DracoSuave
First Post
I can tell by reading this that you have always at least hinted minion status to your players.
You have never encountered a player moving his miniature up to a group of bad guys and being pleasantly and totally surprised when he drops two of them with Cleave.
Naw, I had a druid get pleasently surprised when she first discovered minions existed in the game when she Grasping Tided two of them. The other players were a bit busy dealing with elites, which is what they found to be fun.
See, because I gave clues as to who was what, the players then directed themselves towards the enemies they'd enjoy beating up the most.
The -players- dictated their fun. Not random chance.
Keeping minions a secret, to me, works once. After that, there's no surprise value to finding out they exist in battle.

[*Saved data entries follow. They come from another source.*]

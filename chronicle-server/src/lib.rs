//! chronicle-server library
//!
//! HTTP API for lessons, the social feed, lesson progress and premium
//! subscriptions. Exposed as a library so integration tests can build the
//! router against a temporary database.

use axum::Router;
use sqlx::SqlitePool;
use std::sync::Arc;
use tower_http::trace::TraceLayer;

pub mod api;
pub mod context;
pub mod db;
pub mod error;
pub mod services;
pub mod settings;

pub use crate::context::RequestContext;
pub use crate::error::{ApiError, ApiResult};
pub use crate::settings::ServerSettings;

use crate::services::billing::BillingProvider;

/// Application state shared across HTTP handlers
///
/// Holds no per-user state; the authenticated principal travels in the
/// request's [`RequestContext`].
#[derive(Clone)]
pub struct AppState {
    /// Database connection pool
    pub db: SqlitePool,
    /// Billing processor client
    pub billing: Arc<dyn BillingProvider>,
    /// Immutable runtime settings
    pub settings: Arc<ServerSettings>,
}

impl AppState {
    pub fn new(db: SqlitePool, billing: Arc<dyn BillingProvider>, settings: ServerSettings) -> Self {
        Self {
            db,
            billing,
            settings: Arc::new(settings),
        }
    }
}

/// Build application router
///
/// Session-aware routes run behind [`api::resolve_context`]. The billing
/// webhook authenticates by signature only and stays outside it.
pub fn build_router(state: AppState) -> Router {
    use axum::middleware;
    use axum::routing::{get, post};

    let session_routes = Router::new()
        .route("/api/register", post(api::register))
        .route("/api/login", post(api::login))
        .route("/api/logout", post(api::logout))
        .route("/api/user", get(api::current_user))
        .route("/api/lessons", get(api::list_lessons).post(api::create_lesson))
        .route("/api/lessons/recommended", get(api::recommended_lessons))
        .route("/api/lessons/:id", get(api::get_lesson))
        .route("/api/lessons/:id/complete", post(api::complete_lesson))
        .route("/api/feed", get(api::list_feed).post(api::create_post))
        .route("/api/feed/saved", get(api::saved_posts))
        .route("/api/feed/:id/like", post(api::toggle_like))
        .route("/api/feed/:id/save", post(api::save_post))
        .route("/api/achievements", get(api::list_achievements))
        .route("/api/create-subscription", post(api::create_subscription))
        .layer(middleware::from_fn_with_state(
            state.clone(),
            api::resolve_context,
        ));

    let public = Router::new()
        .route("/api/webhook", post(api::billing_webhook))
        .merge(api::health_routes());

    Router::new()
        .merge(session_routes)
        .merge(public)
        .layer(TraceLayer::new_for_http())
        .with_state(state)
}
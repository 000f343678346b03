// src/version.rs
//! Version accessor for the `aicode` distribution.
//!
//! Cargo records the distribution version in the package manifest and
//! republishes it to the build as `CARGO_PKG_VERSION`; the constant below
//! binds that value once. When no package metadata is available the `env!`
//! expansion fails the build, so a missing distribution surfaces before any
//! consumer can observe a placeholder value.

/// Version string recorded in the installed package metadata.
pub const VERSION: &str = env!("CARGO_PKG_VERSION");
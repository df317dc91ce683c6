#[cfg(all(feature = "defmt", feature = "log"))]
compile_error!("You may not enable both `defmt` and `log` features.");

#[cfg(feature = "log")]
#[macro_use]
mod log {
    macro_rules! fmi_log {
        (trace, $($arg:expr),*) => { log::trace!($($arg),*); };
        (warn, $($arg:expr),*) => { log::warn!($($arg),*); };
    }
}

#[cfg(feature = "defmt")]
#[macro_use]
mod log {
    macro_rules! fmi_log {
        (trace, $($arg:expr),*) => { ::defmt::trace!($($arg),*); };
        (warn, $($arg:expr),*) => { ::defmt::warn!($($arg),*); };
    }
}

#[cfg(all(not(feature = "log"), not(feature = "defmt")))]
#[macro_use]
mod log {
    macro_rules! fmi_log {
        ($level:ident, $($arg:expr),*) => { $( let _ = $arg; )* }
    }
}

macro_rules! fmi_trace {
    ($($arg:expr),*) => (fmi_log!(trace, $($arg),*));
}

macro_rules! fmi_warn {
    ($($arg:expr),*) => (fmi_log!(warn, $($arg),*));
}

But then, it's hard not to know what they are, what with them being surrounded by monsters that have obvious and cool effects you can discern with an easy-to-make roll before combat begins.
You are so concerned with your POV that you consider a really fun game element that comes out of the blue as anti-climatic instead of what it really is. I've tried both. I know what I prefer. You should try the sushi dude. You might actually like it.
You don't like minions tho. It's the very -idea- of minions that you rail against, and because you don't find minions fun, you look for ways to make them more than what they are.
It really isn't hard to figure out which the minions are anyways. They're the guys who have no cool powers. Keeping that a secret means having to keep the cool powers secret. Keeping the cool powers secret means nerfing monster knowledge checks.
I don't even see how, with the rules as they are, you CAN keep minions secret for longer than a surprise round.